Problem requirements: With both ends included, repeat exactly the lines of the entries below from the one containing "let world = run_session(seed, &targets, 60);" down to the one containing "prop_assert_eq!(a.tar(), b.tar());", and no others.

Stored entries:
<<<<
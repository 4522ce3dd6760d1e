//! Property tests for the simulation core
//!
//! Drives whole sessions with arbitrary seeds and shield movement and checks
//! the invariants that must hold regardless of what falls where.

use proptest::prelude::*;

use lung_defender::consts::{GAME_WIDTH, MAX_COMBO, MAX_LEVEL};
use lung_defender::sim::{GameMode, GamePhase, GameWorld, TickInput, tick};

const DT: f32 = 1.0 / 60.0;

fn run_session(seed: u64, targets: &[f32], ticks_per_target: usize) -> GameWorld {
    let mut world = GameWorld::new(seed);
    world.start(GameMode::Endless, seed);

    for &target in targets {
        let input = TickInput {
            target_x: Some(target),
            ..Default::default()
        };
        for _ in 0..ticks_per_target {
            tick(&mut world, &input, DT);
        }
    }
    world
}

proptest! {
    #[test]
    fn meters_stay_in_range(
        seed in any::<u64>(),
        targets in prop::collection::vec(0.0f32..GAME_WIDTH, 1..20),
    ) {
        let mut world = GameWorld::new(seed);
        world.start(GameMode::Endless, seed);

        for &target in &targets {
            let input = TickInput { target_x: Some(target), ..Default::default() };
            for _ in 0..30 {
                tick(&mut world, &input, DT);
                prop_assert!((0.0..=100.0).contains(&world.health()));
                prop_assert!((0.0..=100.0).contains(&world.tar()));
                prop_assert!(world.combo <= MAX_COMBO);
                prop_assert!((1..=MAX_LEVEL).contains(&world.level));
            }
        }
    }

    #[test]
    fn game_over_exactly_when_a_meter_fails(
        seed in any::<u64>(),
        targets in prop::collection::vec(0.0f32..GAME_WIDTH, 4..16),
    ) {
        let world = run_session(seed, &targets, 60);
        if world.phase == GamePhase::GameOver {
            prop_assert!(world.health() <= 0.0 || world.tar() >= 100.0);
        } else {
            prop_assert!(world.health() > 0.0 && world.tar() < 100.0);
        }
    }

    #[test]
    fn shield_never_leaves_the_field(
        seed in any::<u64>(),
        targets in prop::collection::vec(-2000.0f32..2000.0, 1..12),
    ) {
        let world = run_session(seed, &targets, 30);
        prop_assert!(world.shield.left() >= 0.0);
        prop_assert!(world.shield.right() <= GAME_WIDTH);
    }

    #[test]
    fn identical_sessions_agree(
        seed in any::<u64>(),
        targets in prop::collection::vec(0.0f32..GAME_WIDTH, 1..10),
    ) {
        let a = run_session(seed, &targets, 45);
        let b = run_session(seed, &targets, 45);
        prop_assert_eq!(a.score, b.score);
        prop_assert_eq!(a.health(), b.health());
        prop_assert_eq!(a.tar(), b.tar());
        prop_assert_eq!(a.level, b.level);
        prop_assert_eq!(a.entities.len(), b.entities.len());
    }

    #[test]
    fn max_combo_tracks_combo(
        seed in any::<u64>(),
        targets in prop::collection::vec(0.0f32..GAME_WIDTH, 1..12),
    ) {
        let world = run_session(seed, &targets, 45);
        prop_assert!(world.max_combo >= world.combo);
        prop_assert!(world.max_combo <= MAX_COMBO);
    }

    #[test]
    fn score_never_decreases(
        seed in any::<u64>(),
        targets in prop::collection::vec(0.0f32..GAME_WIDTH, 1..8),
    ) {
        let mut world = GameWorld::new(seed);
        world.start(GameMode::Endless, seed);

        let mut last_score = 0;
        for &target in &targets {
            let input = TickInput { target_x: Some(target), ..Default::default() };
            for _ in 0..45 {
                tick(&mut world, &input, DT);
                prop_assert!(world.score >= last_score);
                last_score = world.score;
            }
        }
    }
}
>>>>
Exercise response:
        let world = run_session(seed, &targets, 60);
        if world.phase == GamePhase::GameOver {
            prop_assert!(world.health() <= 0.0 || world.tar() >= 100.0);
        } else {
            prop_assert!(world.health() > 0.0 && world.tar() < 100.0);
        }
    }

    #[test]
    fn shield_never_leaves_the_field(
        seed in any::<u64>(),
        targets in prop::collection::vec(-2000.0f32..2000.0, 1..12),
    ) {
        let world = run_session(seed, &targets, 30);
        prop_assert!(world.shield.left() >= 0.0);
        prop_assert!(world.shield.right() <= GAME_WIDTH);
    }

    #[test]
    fn identical_sessions_agree(
        seed in any::<u64>(),
        targets in prop::collection::vec(0.0f32..GAME_WIDTH, 1..10),
    ) {
        let a = run_session(seed, &targets, 45);
        let b = run_session(seed, &targets, 45);
        prop_assert_eq!(a.score, b.score);
        prop_assert_eq!(a.health(), b.health());
        prop_assert_eq!(a.tar(), b.tar());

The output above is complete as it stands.